Fish Hatcheries take Precautions to Prevent Spread of Zebra Mussels during Walleye Spawn
The discovery of zebra mussels in East Okoboji and Upper Gar lakes is changing the way the Iowa Department of Natural Resources operates its successful walleye collection and spawning effort to reduce the potential of spreading the aggressive aquatic invader to other waters.
Zebra mussels are well established in the Mississippi River and have become part of the fabric of Clear Lake. Small juvenile zebra mussels, called veligers, have been found in Lake Rathbun. Once established, there is no way short of draining the lake to eliminate zebra mussels.
Zebra mussels are often introduced to new areas in bilge water, or attached to boats, trailers, waterfowl decoys and fishing equipment. To prevent spreading zebra mussels and meet the expectations of Iowa anglers, fisheries staff will use filtered water or water from non-infested sources to transport eggs, fry and fingerlings.
Fisheries crews began netting at Lake Rathbun last weekend and at East Okoboji and Storm Lake on Monday. Clear Lake, West Okoboji and Spirit Lake will be netted last.
While zebra mussels have not been found in Spirit Lake, for the purposes of the hatchery, the DNR is treating it as if it is infested.
Fisheries crews will try an experimental method, called dry stripping, where eggs are collected from one lake where zebra mussels are present, then transported without water to a mussel free location where they are fertilized and incubated.
The DNR has set up incubation batteries at Storm Lake and Guttenberg to hatch fish for locations without zebra mussels. Storm Lake is zebra mussel free, and Guttenberg will use well water then discharge into the Mississippi River.
This dry stripping method has been used in Kansas and Ohio, with varying degrees of success.
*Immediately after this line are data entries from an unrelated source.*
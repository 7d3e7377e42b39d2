use std::fmt;

use phf::{phf_map, Map};

/// Keyword spellings and their categories. Identifiers are looked up here
/// before being classified as plain identifiers.
pub static KEYWORDS: Map<&'static str, TokenCategory> = phf_map! {
    "and" => TokenCategory::And,
    "begin" => TokenCategory::Begin,
    "boolean" => TokenCategory::Boolean,
    "const" => TokenCategory::Const,
    "div" => TokenCategory::Div,
    "do" => TokenCategory::Do,
    "else" => TokenCategory::Else,
    "elseif" => TokenCategory::ElseIf,
    "end" => TokenCategory::End,
    "exit" => TokenCategory::Exit,
    "false" => TokenCategory::False,
    "for" => TokenCategory::For,
    "if" => TokenCategory::If,
    "in" => TokenCategory::In,
    "integer" => TokenCategory::Integer,
    "list" => TokenCategory::List,
    "loop" => TokenCategory::Loop,
    "not" => TokenCategory::Not,
    "of" => TokenCategory::Of,
    "or" => TokenCategory::Or,
    "procedure" => TokenCategory::Procedure,
    "program" => TokenCategory::Program,
    "rem" => TokenCategory::Rem,
    "return" => TokenCategory::Return,
    "string" => TokenCategory::String,
    "then" => TokenCategory::Then,
    "true" => TokenCategory::True,
    "var" => TokenCategory::Var,
    "xor" => TokenCategory::Xor,
};

pub static TWO_CHAR_SYMBOLS: Map<&'static str, TokenCategory> = phf_map! {
    ":=" => TokenCategory::AssignConst,
    ">=" => TokenCategory::GreaterEq,
    "<=" => TokenCategory::SmallerEq,
    "<>" => TokenCategory::NotEqual,
};

pub static ONE_CHAR_SYMBOLS: Map<char, TokenCategory> = phf_map! {
    ':' => TokenCategory::Colon,
    ',' => TokenCategory::Comma,
    '=' => TokenCategory::Equal,
    '>' => TokenCategory::Greater,
    '{' => TokenCategory::LeftBraces,
    '(' => TokenCategory::LeftPar,
    '[' => TokenCategory::LeftSqrBrack,
    '-' => TokenCategory::Minus,
    '*' => TokenCategory::Mul,
    '+' => TokenCategory::Plus,
    '}' => TokenCategory::RightBraces,
    ')' => TokenCategory::RightPar,
    ']' => TokenCategory::RightSqrBrack,
    ';' => TokenCategory::Semicolon,
    '<' => TokenCategory::Smaller,
};

#[derive(Clone, Copy, Debug, PartialEq, Eq)]
pub enum TokenCategory {
    And,
    AssignConst,
    Begin,
    Boolean,
    Colon,
    Comma,
    Const,
    Div,
    Do,
    Else,
    ElseIf,
    End,
    Eof,
    Equal,
    Exit,
    False,
    For,
    Greater,
    GreaterEq,
    Identifier,
    If,
    IllegalChar,
    In,
    IntLiteral,
    Integer,
    LeftBraces,
    LeftPar,
    LeftSqrBrack,
    List,
    Loop,
    Minus,
    Mul,
    Not,
    NotEqual,
    Of,
    Or,
    Plus,
    Procedure,
    Program,
    Rem,
    Return,
    RightBraces,
    RightPar,
    RightSqrBrack,
    Semicolon,
    Smaller,
    SmallerEq,
    StrLiteral,
    String,
    Then,
    True,
    Var,
    Xor,
}

impl fmt::Display for TokenCategory {
    fn fmt(&self, f: &mut fmt::Formatter) -> fmt::Result {
        f.write_str(match self {
            TokenCategory::And => "AND",
            TokenCategory::AssignConst => "ASSIGN_CONST",
            TokenCategory::Begin => "BEGIN",
            TokenCategory::Boolean => "BOOLEAN",
            TokenCategory::Colon => "COLON",
            TokenCategory::Comma => "COMMA",
            TokenCategory::Const => "CONST",
            TokenCategory::Div => "DIV",
            TokenCategory::Do => "DO",
            TokenCategory::Else => "ELSE",
            TokenCategory::ElseIf => "ELSEIF",
            TokenCategory::End => "END",
            TokenCategory::Eof => "EOF",
            TokenCategory::Equal => "EQUAL",
            TokenCategory::Exit => "EXIT",
            TokenCategory::False => "FALSE",
            TokenCategory::For => "FOR",
            TokenCategory::Greater => "GREATER",
            TokenCategory::GreaterEq => "GREATER_EQ",
            TokenCategory::Identifier => "IDENTIFIER",
            TokenCategory::If => "IF",
            TokenCategory::IllegalChar => "ILLEGAL_CHAR",
            TokenCategory::In => "IN",
            TokenCategory::IntLiteral => "INT_LITERAL",
            TokenCategory::Integer => "INTEGER",
            TokenCategory::LeftBraces => "LEFT_BRACES",
            TokenCategory::LeftPar => "LEFT_PAR",
            TokenCategory::LeftSqrBrack => "LEFT_SQR_BRACK",
            TokenCategory::List => "LIST",
            TokenCategory::Loop => "LOOP",
            TokenCategory::Minus => "MINUS",
            TokenCategory::Mul => "MUL",
            TokenCategory::Not => "NOT",
            TokenCategory::NotEqual => "NOT_EQUAL",
            TokenCategory::Of => "OF",
            TokenCategory::Or => "OR",
            TokenCategory::Plus => "PLUS",
            TokenCategory::Procedure => "PROCEDURE",
            TokenCategory::Program => "PROGRAM",
            TokenCategory::Rem => "REM",
            TokenCategory::Return => "RETURN",
            TokenCategory::RightBraces => "RIGHT_BRACES",
            TokenCategory::RightPar => "RIGHT_PAR",
            TokenCategory::RightSqrBrack => "RIGHT_SQR_BRACK",
            TokenCategory::Semicolon => "SEMICOLON",
            TokenCategory::Smaller => "SMALLER",
            TokenCategory::SmallerEq => "SMALLER_EQ",
            TokenCategory::StrLiteral => "STR_LITERAL",
            TokenCategory::String => "STRING",
            TokenCategory::Then => "THEN",
            TokenCategory::True => "TRUE",
            TokenCategory::Var => "VAR",
            TokenCategory::Xor => "XOR",
        })
    }
}

/// One lexical unit. For string literals the lexeme holds the unescaped
/// content (`""` collapsed to `"`); the EOF sentinel carries an empty lexeme.
#[derive(Clone, Debug, PartialEq, Eq)]
pub struct Token {
    pub category: TokenCategory,
    pub lexeme: String,
    pub row: usize,
    pub column: usize,
}

impl Token {
    pub fn new(category: TokenCategory, lexeme: impl Into<String>, row: usize, column: usize) -> Self {
        Self {
            category,
            lexeme: lexeme.into(),
            row,
            column,
        }
    }
}

impl fmt::Display for Token {
    fn fmt(&self, f: &mut fmt::Formatter) -> fmt::Result {
        write!(
            f,
            "{{{}, \"{}\", @({}, {})}}",
            self.category, self.lexeme, self.row, self.column
        )
    }
}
“We are not sure if dry stripping is going to work, but are going to err on the side of caution,” said Joe Larscheid, chief of the Iowa Department of Natural Resources Fisheries Bureau.
He said dry stripping requires a staff member to collect a walleye from the holding tank, dry it off and pass it to another who will spawn the fish. The idea is to keep one step between the tank and spawning to reduce the potential of a veliger hitching a ride.
“Our stocking plans include similar numbers of walleyes as we have produced in the past, but with additional steps because we don’t want to spread zebra mussels,” Larscheid said.
Walleye stocking requests are for 125 million fry, 640,000 2-inch fingerlings, and 300,000 5 to 8-inch advanced fingerlings.
These lakes host tens of thousands of boaters each weekend in the summer that will need to stay vigilant to not bring zebra mussels to new lakes or streams.
Kim Bogenschutz, who coordinates the aquatic invasive species (AIS) program for the DNR, will begin looking for veligers in the Iowa Great Lakes shortly after ice out.
“We will sample each lake at multiple locations collecting water samples as soon as gillnets drop, using sampling plates and collecting rock samples in August and September,” she said. “Veligers are at peak numbers in July and August; the same as boating traffic at these lakes. My concern is this is another spot where zebra mussels can spread from. Zebra mussels were found last summer at Bluebill Lake, which is near Clear Lake.”
Bogenschutz said her focus will be to explain to boaters how to properly inspect their watercraft, trailer and equipment to remove any visible plant animals or mud; drain water from the boat, motor, live well, and bilge; and dispose of unwanted bait in the trash all before leaving the water body.
She said veligers are comparable in size to the width of a human hair and not possible to see in the water so it’s important to rinse or dry the boat, trailer and fishing equipment to remove or kill species that are not visible. Before going to another water body, rinse with high pressure and or hot water or dry it for at least five days.
“We will have eight staff covering the Iowa Great Lakes at boat ramps beginning in middle May to hand out information and explain how to clean watercraft,” she said. “This will change the way people boat at the Iowa Great Lakes.”
Zebra mussels are in focus because they are changing the way Iowa will produce walleyes, but there are additional invaders causing problems across the state.
Asian carp, Eurasian watermilfoil, brittle naiad and other exotic species are crowding out native species and threatening Iowa lakes and streams.